Finales de verano, en una localidad declarada Patrimonio Mundial de la Humanidad en 1981. Allí tenía lugar un festival, con formato de maratón, en la que desde las dos de la tarde hasta bien entrada la madrugada, podías disfrutar de los abrazos hasta que tus pies no daban más, sobre un suelo de madera, colocado para la ocasión, y rodeado de paredes que en otros tiempos habían pertenecido a una preciosa iglesia gótica. El sitio, simplemente increíble, precioso.
Era jueves y había hecho un viaje largo, así que tras asearme rápidamente en el hotel, me fui corriendo a la milonga. Hacía ya dos horas que los abrazos se deslizaban por la pista. Decidí cenar algo ligero y casero allí mismo, mientras observaba la pista y me sumergía en el ambiente, así que compré un refresco y un platito de algún tipo de tartaleta de verduras y busqué un lugar para sentarme. Junto a una enorme columna vi una mesita de noche, parte del decorado, y como parecía que todas las mesas estaban ocupadas, me pareció una buena opción. Además, desde ahí vería a mis amigos llegar.
Dejé mi cena sobre la mesita y localicé a medio metro una silla que estaba sin ocupar, la acerqué y me senté toda emocionada, nerviosa por empezar a disfrutar del maravilloso fin de semana de tango. Una milésima de segundo después sentí cómo la gravedad me atraía estrepitosamente hacia el suelo de piedra, mientras sin comprender lo que sucedía, mi trasero aterrizaba bruscamente encima de lo que quedaba de mi silla, que ahora estaba hecha añicos.

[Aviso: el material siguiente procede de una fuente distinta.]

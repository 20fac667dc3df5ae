// src/config/analytics.rs
//! Tunables for the quality screen and the aggregator.
//!
//! Lookup order:
//! 1) `$SIMS_ANALYTICS_CONFIG` (must exist when set)
//! 2) `config/analytics.toml`
//! 3) `config/analytics.json`
//! 4) built-in defaults
//!
//! TOML shape:
//! ```toml
//! [quality]
//! bogus_title_phrases = ["latest news", "live"]
//! required_keyword = "bangladesh"
//! min_body_chars = 100
//!
//! [aggregate]
//! keyword_limit = 5
//! entity_limit = 35
//! min_entity_chars = 3
//! ```

use anyhow::{anyhow, Context, Result};
use serde::{Deserialize, Serialize};
use std::fs;
use std::path::{Path, PathBuf};
use tracing::info;

pub const ENV_CONFIG_PATH: &str = "SIMS_ANALYTICS_CONFIG";
pub const DEFAULT_TOML_PATH: &str = "config/analytics.toml";
pub const DEFAULT_JSON_PATH: &str = "config/analytics.json";

const DEFAULT_BOGUS_TITLE_PHRASES: [&str; 9] = [
    "latest news",
    "breaking news",
    "top headlines",
    "home",
    "update",
    "today",
    "live",
    "videos",
    "photos",
];

/// Heuristics that decide whether a record is a real article.
#[derive(Debug, Clone, PartialEq, Eq, Serialize, Deserialize)]
#[serde(default)]
pub struct QualityRules {
    /// Lower-case phrases that mark listing/landing pages when found in a headline.
    pub bogus_title_phrases: Vec<String>,
    /// Keyword an article must mention (body, or headline when the body is short).
    pub required_keyword: String,
    /// Bodies shorter than this are judged by their headline.
    pub min_body_chars: usize,
}

impl Default for QualityRules {
    fn default() -> Self {
        Self {
            bogus_title_phrases: DEFAULT_BOGUS_TITLE_PHRASES
                .iter()
                .map(|s| s.to_string())
                .collect(),
            required_keyword: "bangladesh".to_string(),
            min_body_chars: 100,
        }
    }
}

/// Caps for frequency tables.
#[derive(Debug, Clone, Copy, PartialEq, Eq, Serialize, Deserialize)]
#[serde(default)]
pub struct AggregateLimits {
    pub keyword_limit: usize,
    pub entity_limit: usize,
    /// Entities shorter than this are ignored by the cross-article table.
    pub min_entity_chars: usize,
}

impl Default for AggregateLimits {
    fn default() -> Self {
        Self {
            keyword_limit: 5,
            entity_limit: 35,
            min_entity_chars: 3,
        }
    }
}

#[derive(Debug, Clone, Default, PartialEq, Eq, Serialize, Deserialize)]
#[serde(default)]
pub struct AnalyticsConfig {
    pub quality: QualityRules,
    pub aggregate: AggregateLimits,
}

impl AnalyticsConfig {
    /// Load from an explicit path. TOML or JSON, chosen by extension.
    pub fn load_from(path: &Path) -> Result<Self> {
        let content = fs::read_to_string(path)
            .with_context(|| format!("reading analytics config from {}", path.display()))?;
        let ext = path
            .extension()
            .and_then(|s| s.to_str())
            .unwrap_or_default()
            .to_ascii_lowercase();
        let cfg = Self::parse(&content, &ext)
            .with_context(|| format!("parsing analytics config {}", path.display()))?;
        info!(path = %path.display(), "analytics config loaded");
        Ok(cfg)
    }

    /// Load using the env var and default paths, else built-in defaults.
    pub fn load_default() -> Result<Self> {
        if let Ok(p) = std::env::var(ENV_CONFIG_PATH) {
            let pb = PathBuf::from(p);
            if pb.exists() {
                return Self::load_from(&pb);
            }
            return Err(anyhow!(
                "{ENV_CONFIG_PATH} points to non-existent path {}",
                pb.display()
            ));
        }
        for p in [DEFAULT_TOML_PATH, DEFAULT_JSON_PATH] {
            let pb = PathBuf::from(p);
            if pb.exists() {
                return Self::load_from(&pb);
            }
        }
        Ok(Self::default())
    }

    /// Parse TOML or JSON. Without a usable extension hint both are tried.
    pub fn parse(s: &str, hint_ext: &str) -> Result<Self> {
        let cfg: Self = match hint_ext {
            "toml" => toml::from_str(s)?,
            "json" => serde_json::from_str(s)?,
            _ => match toml::from_str(s) {
                Ok(c) => c,
                Err(_) => serde_json::from_str(s)
                    .map_err(|_| anyhow!("unsupported analytics config format"))?,
            },
        };
        Ok(cfg.sanitized())
    }

    fn sanitized(mut self) -> Self {
        self.quality.bogus_title_phrases = clean_list(self.quality.bogus_title_phrases);
        self.quality.required_keyword = self.quality.required_keyword.trim().to_lowercase();
        self
    }
}

/// Trim, lower-case, drop empties and duplicates (first occurrence wins).
fn clean_list(items: Vec<String>) -> Vec<String> {
    let mut out: Vec<String> = Vec::with_capacity(items.len());
    for it in items {
        let t = it.trim().to_lowercase();
        if !t.is_empty() && !out.contains(&t) {
            out.push(t);
        }
    }
    out
}

#[cfg(test)]
mod tests {
    use super::*;

    #[test]
    fn defaults_match_dashboard_heuristics() {
        let c = AnalyticsConfig::default();
        assert_eq!(c.quality.bogus_title_phrases.len(), 9);
        assert_eq!(c.quality.required_keyword, "bangladesh");
        assert_eq!(c.quality.min_body_chars, 100);
        assert_eq!(c.aggregate.keyword_limit, 5);
        assert_eq!(c.aggregate.entity_limit, 35);
    }

    #[test]
    fn partial_toml_keeps_other_defaults() {
        let toml = r#"
            [quality]
            bogus_title_phrases = [" LIVE ", "", "live", "Photos"]

            [aggregate]
            entity_limit = 10
        "#;
        let c = AnalyticsConfig::parse(toml, "toml").unwrap();
        assert_eq!(
            c.quality.bogus_title_phrases,
            vec!["live".to_string(), "photos".to_string()]
        );
        assert_eq!(c.quality.required_keyword, "bangladesh");
        assert_eq!(c.aggregate.entity_limit, 10);
        assert_eq!(c.aggregate.keyword_limit, 5);
    }

    #[test]
    fn json_without_hint_is_detected() {
        let json = r#"{"quality": {"required_keyword": " Dhaka "}}"#;
        let c = AnalyticsConfig::parse(json, "").unwrap();
        assert_eq!(c.quality.required_keyword, "dhaka");
    }

    #[test]
    fn garbage_is_an_error() {
        assert!(AnalyticsConfig::parse("{{ nope", "").is_err());
    }
}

Tardé unos segundos en reaccionar, intentar moverme para comprobar que mis huesos no habían terminado como la silla. Para cuando se me fue el susto del cuerpo, ya tenía a un amable señor ayudándome a levantarme y a una testigo super-simpática de la organización, que no paraba de preguntarme si me encontraba bien. Ella retiró la silla, y me trajo otra, y tras asegurarse de que estaba en condiciones, volvió a disculparse para luego ofrecerme un postre o un refresco para terminar de quitarme el susto. Todo un detalle. Definitivamente aquel fin de semana no lo empecé con buen pie, pero
suelen decir que lo importante no es como se empieza, sino como se
acaba.
A lo largo del fin de semana, yo y mis morados repartidos por todo el cuerpo, nos cruzábamos con esta chica de la organización bastante a menudo, y cada vez que lo hacíamos había alguna broma de por medio, o un ratito de charla, así que con los días se formó una complicidad especial y muy buena onda. Tanto, que al final del festival, habiéndose mis amigos ya a sus casas y yo quedándome un día más antes de regresar a la mía, me ofrecí a ayudarle a ella y a su equipo a recoger todo. La sorpresa vino después, cuando como agradecimiento por la ayuda, me invitaron a cenar con todos ellos comida casera riquísima, dando así el broche final a un estupendo fin de semana lleno de tandas
maravillosas, un ambiente increíble y una sensación de querer volver.